Even though this issue was first flagged to Meta in 2017, it remained unaddressed for years. That delay has now revived questions about how safely WhatsApp manages the personal data of its massive user base.
How Researchers Broke Through the System
A team from the University of Vienna uncovered how simple it was to run large automated checks on WhatsApp’s backend. Instead of slowing down or blocking their activity, the system allowed them to continue without interruption due to weak rate–limiting controls.
Over several months, from December 2024 to April 2025, the team tested 63 billion phone numbers across 245 countries. They managed to confirm 3.5 billion active WhatsApp accounts, making it one of the largest verification efforts ever documented.
Using a modified version of an open-source client, the researchers could see far more than just phone numbers. Public details such as profile photos and “about” sections were collected for more than half the accounts. Around 29 percent of users had “about” texts visible, and some contained sensitive information.
The study also found 2.9 million instances of public key reuse, something cryptography experts say could weaken WhatsApp’s end-to-end encryption in some situations.
What This Means for Everyday Users
This type of mass data confirmation creates several risks. When combined with older leaks, like the Facebook breach in 2021, attackers can build targeted lists for phishing attempts, scam calls, and SIM-swap operations.
The threat becomes even more serious in countries where WhatsApp is banned or heavily monitored, including China, Iran, or North Korea. Simply proving that a number uses WhatsApp could put people at risk.
Researchers also noticed that 9 percent of the discovered numbers belonged to WhatsApp Business accounts, which often reveal more by default and may unintentionally expose business owners to additional threats.
Meta Steps In After the Alert
Meta was notified about the research in April 2025. By October 2025, the company had tightened its rate-limiting controls to prevent similar mass scraping attempts.

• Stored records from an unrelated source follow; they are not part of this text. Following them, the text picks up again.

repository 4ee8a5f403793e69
// The `utils` module holds authentication and templating support.

pub mod context_hub;
pub mod google_auth;
pub mod template;

pub use crate::utils::template::{TEngine, TEngineError};
use crate::{
    cli::{globals::GlobalArgs, telemetry},
    obscurity,
};
use anyhow::Result;
use secrecy::SecretString;
use tracing::debug;

pub struct Args {
    pub port: u16,
    pub dsn: Option<SecretString>,
    pub session_ttl_seconds: i64,
    pub cookie_secure: bool,
}

impl std::fmt::Debug for Args {
    fn fmt(&self, f: &mut std::fmt::Formatter<'_>) -> std::fmt::Result {
        f.debug_struct("Args")
            .field("port", &self.port)
            .field("dsn", &self.dsn.as_ref().map(|_| "***"))
            .field("session_ttl_seconds", &self.session_ttl_seconds)
            .field("cookie_secure", &self.cookie_secure)
            .finish()
    }
}

/// Execute the server action.
/// # Errors
/// Returns an error if the stores cannot be initialized or the server fails to start.
pub async fn execute(args: Args) -> Result<()> {
    let globals = GlobalArgs::new(args.dsn)
        .with_session_ttl_seconds(args.session_ttl_seconds)
        .with_cookie_secure(args.cookie_secure);

    debug!("Global args: {:?}", globals);

    let result = obscurity::new(args.port, &globals).await;

    telemetry::shutdown_tracer();

    result
}
//! Test doubles shared by handler and router tests.

use super::users::{CreateOutcome, User, UserStore};
use anyhow::{anyhow, Result};
use async_trait::async_trait;
use secrecy::SecretString;
use uuid::Uuid;

/// A user store whose backend is always down.
pub(crate) struct UnreachableUserStore;

#[async_trait]
impl UserStore for UnreachableUserStore {
    async fn get_user_by_email(&self, _email: &str) -> Result<Option<User>> {
        Err(anyhow!("connection refused"))
    }

    async fn get_user_by_id(&self, _id: Uuid) -> Result<Option<User>> {
        Err(anyhow!("connection refused"))
    }

    async fn create_user(&self, _email: &str, _password: &SecretString) -> Result<CreateOutcome> {
        Err(anyhow!("connection refused"))
    }

    async fn verify_login(&self, _email: &str, _password: &SecretString) -> Result<Option<User>> {
        Err(anyhow!("connection refused"))
    }

    async fn ping(&self) -> Result<()> {
        Err(anyhow!("connection refused"))
    }
}

/// A user store that loses every registration race: the email looks free on
/// lookup, then the insert hits the unique constraint.
pub(crate) struct RacingUserStore;

#[async_trait]
impl UserStore for RacingUserStore {
    async fn get_user_by_email(&self, _email: &str) -> Result<Option<User>> {
        Ok(None)
    }

    async fn get_user_by_id(&self, _id: Uuid) -> Result<Option<User>> {
        Ok(None)
    }

    async fn create_user(&self, _email: &str, _password: &SecretString) -> Result<CreateOutcome> {
        Ok(CreateOutcome::Conflict)
    }

    async fn verify_login(&self, _email: &str, _password: &SecretString) -> Result<Option<User>> {
        Ok(None)
    }

    async fn ping(&self) -> Result<()> {
        Ok(())
    }
}
//! Embedded database schema, applied on startup.

use anyhow::{Context, Result};
use sqlx::PgPool;
use tracing::{debug, info_span, Instrument};

pub const SCHEMA_SQL: &str = include_str!(concat!(env!("CARGO_MANIFEST_DIR"), "/sql/schema.sql"));

/// Run every statement of `schema.sql` in order.
///
/// # Errors
/// Returns an error naming the first statement that failed.
pub async fn apply(pool: &PgPool) -> Result<()> {
    for (index, statement) in split_sql_statements(SCHEMA_SQL).iter().enumerate() {
        let span = info_span!(
            "db.query",
            db.system = "postgresql",
            db.operation = "DDL",
            statement = index + 1
        );
        sqlx::query(statement)
            .execute(pool)
            .instrument(span)
            .await
            .with_context(|| format!("failed to execute schema statement {}", index + 1))?;
    }

    debug!("schema applied");

    Ok(())
}

/// Split on statement-terminating `;`, dropping comment-only lines.
fn split_sql_statements(sql: &str) -> Vec<String> {
    let mut statements = Vec::new();
    let mut current = String::new();

    for line in sql.lines() {
        let trimmed = line.trim();
        if trimmed.is_empty() || trimmed.starts_with("--") {
            continue;
        }
        current.push_str(line);
        current.push('\n');

        if trimmed.ends_with(';') {
            let statement = current.trim();
            if !statement.is_empty() {
                statements.push(statement.to_string());
            }
            current.clear();
        }
    }

    let leftover = current.trim();
    if !leftover.is_empty() {
        statements.push(leftover.to_string());
    }

    statements
}
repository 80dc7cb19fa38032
pub mod actions;
pub mod commands;
pub mod dispatch;
pub mod globals;
pub mod telemetry;

mod start;
pub use self::start::start;
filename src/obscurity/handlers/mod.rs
pub mod health;
pub use self::health::health;

pub mod index;
pub use self::index::index;

pub mod join;
pub use self::join::{join, join_form};

pub mod login;
pub use self::login::{login, login_form};

pub mod logout;
pub use self::logout::logout;

pub mod notes;
pub use self::notes::notes;

// common functions for the handlers
use crate::obscurity::session::SessionIssuer;
use axum::{
    http::{header::ACCEPT, HeaderMap, HeaderValue, StatusCode},
    response::{Html, IntoResponse, Json, Redirect, Response},
};
use regex::Regex;
use serde::{Deserialize, Serialize};
use std::{fmt, sync::LazyLock};
use tracing::{debug, error};
use utoipa::ToSchema;

pub const MIN_PASSWORD_LENGTH: usize = 8;
pub const HOME_PATH: &str = "/";

/// User-input failures, each attached to exactly one form field.
#[derive(Clone, Copy, Debug, PartialEq, Eq)]
pub enum FieldError {
    InvalidEmail,
    MissingPassword,
    PasswordTooShort,
    EmailAlreadyInUse,
    InvalidCredentials,
}

#[derive(Clone, Copy, Debug, PartialEq, Eq)]
pub enum Field {
    Email,
    Password,
}

impl FieldError {
    #[must_use]
    pub const fn field(self) -> Field {
        match self {
            Self::InvalidEmail | Self::EmailAlreadyInUse | Self::InvalidCredentials => Field::Email,
            Self::MissingPassword | Self::PasswordTooShort => Field::Password,
        }
    }

    #[must_use]
    pub const fn message(self) -> &'static str {
        match self {
            Self::InvalidEmail => "Email is invalid",
            Self::MissingPassword => "Password is required",
            Self::PasswordTooShort => "Password is too short",
            Self::EmailAlreadyInUse => "This email is already in use!",
            Self::InvalidCredentials => "Invalid email or password",
        }
    }
}

impl fmt::Display for FieldError {
    fn fmt(&self, f: &mut fmt::Formatter<'_>) -> fmt::Result {
        f.write_str(self.message())
    }
}

/// Per-field messages, `null` for fields without an error.
#[derive(ToSchema, Serialize, Debug, Default, Clone, PartialEq, Eq)]
pub struct FieldErrors {
    pub email: Option<String>,
    pub password: Option<String>,
}

impl From<FieldError> for FieldErrors {
    fn from(err: FieldError) -> Self {
        let message = Some(err.message().to_string());
        match err.field() {
            Field::Email => Self {
                email: message,
                password: None,
            },
            Field::Password => Self {
                email: None,
                password: message,
            },
        }
    }
}

/// JSON body returned for failed submissions: `{"errors": {...}}`.
#[derive(ToSchema, Serialize, Debug, Clone, PartialEq, Eq)]
pub struct ActionData {
    pub errors: FieldErrors,
}

/// Normalize an email for lookup/uniqueness checks.
#[must_use]
pub fn normalize_email(email: &str) -> String {
    email.trim().to_lowercase()
}

static EMAIL_RE: LazyLock<Option<Regex>> =
    LazyLock::new(|| Regex::new(r"^[^@\s]+@[^@\s]+\.[^@\s]+$").ok());

#[must_use]
pub fn valid_email(email: &str) -> bool {
    EMAIL_RE.as_ref().is_some_and(|re| re.is_match(email))
}

/// Check presence and minimum length, counted in UTF-16 code units like a
/// browser's `String.length`.
///
/// # Errors
/// Returns `MissingPassword` for an empty value and `PasswordTooShort` below
/// [`MIN_PASSWORD_LENGTH`].
pub fn validate_password(password: &str) -> Result<(), FieldError> {
    if password.is_empty() {
        return Err(FieldError::MissingPassword);
    }
    if password.encode_utf16().count() < MIN_PASSWORD_LENGTH {
        return Err(FieldError::PasswordTooShort);
    }
    Ok(())
}

/// Email then password, stopping at the first failure.
///
/// # Errors
/// Returns the first [`FieldError`] found.
pub fn validate_credentials(email: &str, password: &str) -> Result<(), FieldError> {
    if !valid_email(email) {
        return Err(FieldError::InvalidEmail);
    }
    validate_password(password)
}

/// Only same-origin relative paths that can be sent as a `Location` header
/// are accepted as redirect targets.
#[must_use]
pub fn safe_redirect(to: Option<&str>, default: &str) -> String {
    match to {
        Some(to)
            if to.starts_with('/')
                && !to.starts_with("//")
                && HeaderValue::from_str(to).is_ok() =>
        {
            to.to_string()
        }
        _ => default.to_string(),
    }
}

fn wants_json(headers: &HeaderMap) -> bool {
    headers
        .get_all(ACCEPT)
        .iter()
        .filter_map(|value| value.to_str().ok())
        .any(|value| value.contains("application/json"))
}

/// 400 response for a rejected submission: JSON for API clients, otherwise
/// the re-rendered form produced by `render`.
pub(crate) fn reject<F>(headers: &HeaderMap, err: FieldError, render: F) -> Response
where
    F: FnOnce(&FieldErrors) -> String,
{
    let errors = FieldErrors::from(err);
    if wants_json(headers) {
        (StatusCode::BAD_REQUEST, Json(ActionData { errors })).into_response()
    } else {
        (StatusCode::BAD_REQUEST, Html(render(&errors))).into_response()
    }
}

/// Query string accepted by the form pages.
#[derive(Deserialize, Debug, Default)]
pub struct RedirectQuery {
    #[serde(rename = "redirectTo")]
    pub redirect_to: Option<String>,
}

/// Short-circuit for the auth forms: a requester that already holds a valid
/// session is sent home instead of registering or logging in again.
pub(crate) async fn redirect_if_signed_in(
    sessions: &SessionIssuer,
    headers: &HeaderMap,
) -> Option<Response> {
    match sessions.current_user_id(headers).await {
        Ok(Some(user_id)) => {
            debug!(%user_id, "already signed in");
            Some(Redirect::to(HOME_PATH).into_response())
        }
        Ok(None) => None,
        Err(err) => Some(internal_error("Failed to lookup session", &err)),
    }
}

/// Log an upstream failure and hide it behind a generic 500.
pub(crate) fn internal_error(context: &str, err: &anyhow::Error) -> Response {
    error!("{context}: {err:#}");
    (
        StatusCode::INTERNAL_SERVER_ERROR,
        "Internal Server Error".to_string(),
    )
        .into_response()
}

#[cfg(test)]
mod tests {
    use super::*;

    #[test]
    fn normalize_email_trims_and_lowercases() {
        assert_eq!(normalize_email(" Alice@Example.COM "), "alice@example.com");
    }

    #[test]
    fn valid_email_accepts_basic_format() {
        assert!(valid_email("a@b.com"));
        assert!(valid_email("name.surname@example.co"));
    }

    #[test]
    fn valid_email_rejects_anything_without_at() {
        for value in ["", "plain", "missing-at.example.com", "a b.com", "@@"] {
            assert!(!valid_email(value), "{value:?} should be rejected");
        }
    }

    #[test]
    fn valid_email_rejects_missing_parts() {
        assert!(!valid_email("@example.com"));
        assert!(!valid_email("missing-domain@"));
        assert!(!valid_email("a@b@c.com"));
        assert!(!valid_email("with space@example.com"));
    }

    #[test]
    fn validate_password_lengths() {
        assert_eq!(validate_password(""), Err(FieldError::MissingPassword));
        for len in 1..MIN_PASSWORD_LENGTH {
            assert_eq!(
                validate_password(&"x".repeat(len)),
                Err(FieldError::PasswordTooShort)
            );
        }
        assert_eq!(validate_password(&"x".repeat(MIN_PASSWORD_LENGTH)), Ok(()));
        assert_eq!(validate_password(&"x".repeat(64)), Ok(()));
    }

    #[test]
    fn validate_password_counts_utf16_units() {
        // 7 units, 14 bytes
        assert_eq!(
            validate_password("ééééééé"),
            Err(FieldError::PasswordTooShort)
        );
        assert_eq!(validate_password("éééééééé"), Ok(()));
        // each emoji is a surrogate pair
        assert_eq!(validate_password("😀😀😀😀"), Ok(()));
        assert_eq!(
            validate_password("😀😀😀"),
            Err(FieldError::PasswordTooShort)
        );
    }

    #[test]
    fn validate_credentials_checks_email_first() {
        assert_eq!(
            validate_credentials("nope", ""),
            Err(FieldError::InvalidEmail)
        );
        assert_eq!(
            validate_credentials("a@b.com", "short"),
            Err(FieldError::PasswordTooShort)
        );
        assert_eq!(validate_credentials("a@b.com", "long enough"), Ok(()));
    }

    #[test]
    fn field_errors_scope_to_one_field() {
        assert_eq!(
            FieldErrors::from(FieldError::PasswordTooShort),
            FieldErrors {
                email: None,
                password: Some("Password is too short".to_string()),
            }
        );
        assert_eq!(
            FieldErrors::from(FieldError::InvalidCredentials),
            FieldErrors {
                email: Some("Invalid email or password".to_string()),
                password: None,
            }
        );
    }

    #[test]
    fn action_data_serializes_nulls() -> anyhow::Result<()> {
        let body = serde_json::to_value(ActionData {
            errors: FieldError::PasswordTooShort.into(),
        })?;
        assert_eq!(
            body,
            serde_json::json!({"errors": {"email": null, "password": "Password is too short"}})
        );
        Ok(())
    }

    #[test]
    fn safe_redirect_accepts_relative_paths() {
        assert_eq!(safe_redirect(Some("/notes"), "/"), "/notes");
        assert_eq!(safe_redirect(Some("/notes?x=1"), "/"), "/notes?x=1");
    }

    #[test]
    fn safe_redirect_rejects_other_targets() {
        assert_eq!(safe_redirect(Some("http://evil.com"), "/"), "/");
        assert_eq!(safe_redirect(Some("//evil.com"), "/"), "/");
        assert_eq!(safe_redirect(Some("notes"), "/"), "/");
        assert_eq!(safe_redirect(Some(""), "/home"), "/home");
        assert_eq!(safe_redirect(None, "/"), "/");
        assert_eq!(safe_redirect(Some("/notes\r\nSet-Cookie: x"), "/"), "/");
    }

    #[test]
    fn wants_json_reads_accept_header() {
        let mut headers = HeaderMap::new();
        assert!(!wants_json(&headers));
        headers.insert(ACCEPT, HeaderValue::from_static("text/html"));
        assert!(!wants_json(&headers));
        headers.insert(
            ACCEPT,
            HeaderValue::from_static("application/json, text/plain"),
        );
        assert!(wants_json(&headers));
    }
}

In a statement, Meta said the findings were useful in testing WhatsApp’s defences. The company insisted that end-to-end encryption remained secure and added that there was no sign of this flaw being exploited by malicious actors.
Steps Users Should Take
Even with Meta’s fix, cybersecurity experts advise users to stay cautious. Simple steps can reduce exposure:
• Restrict who can see your profile photo and “about” info
• Avoid sensitive or personal details in status updates
• Pay attention to unusual calls, login prompts, or verification messages
The Bigger Question for the Tech World
This episode highlights a growing reality: features built for convenience can quickly become privacy risks when used by billions. As platforms like WhatsApp continue to expand, even small cracks in the system can expose enormous amounts of information.
With Meta already under global regulatory scrutiny, this discovery is likely to add more pressure to strengthen its privacy protections and invest in more proactive security tools.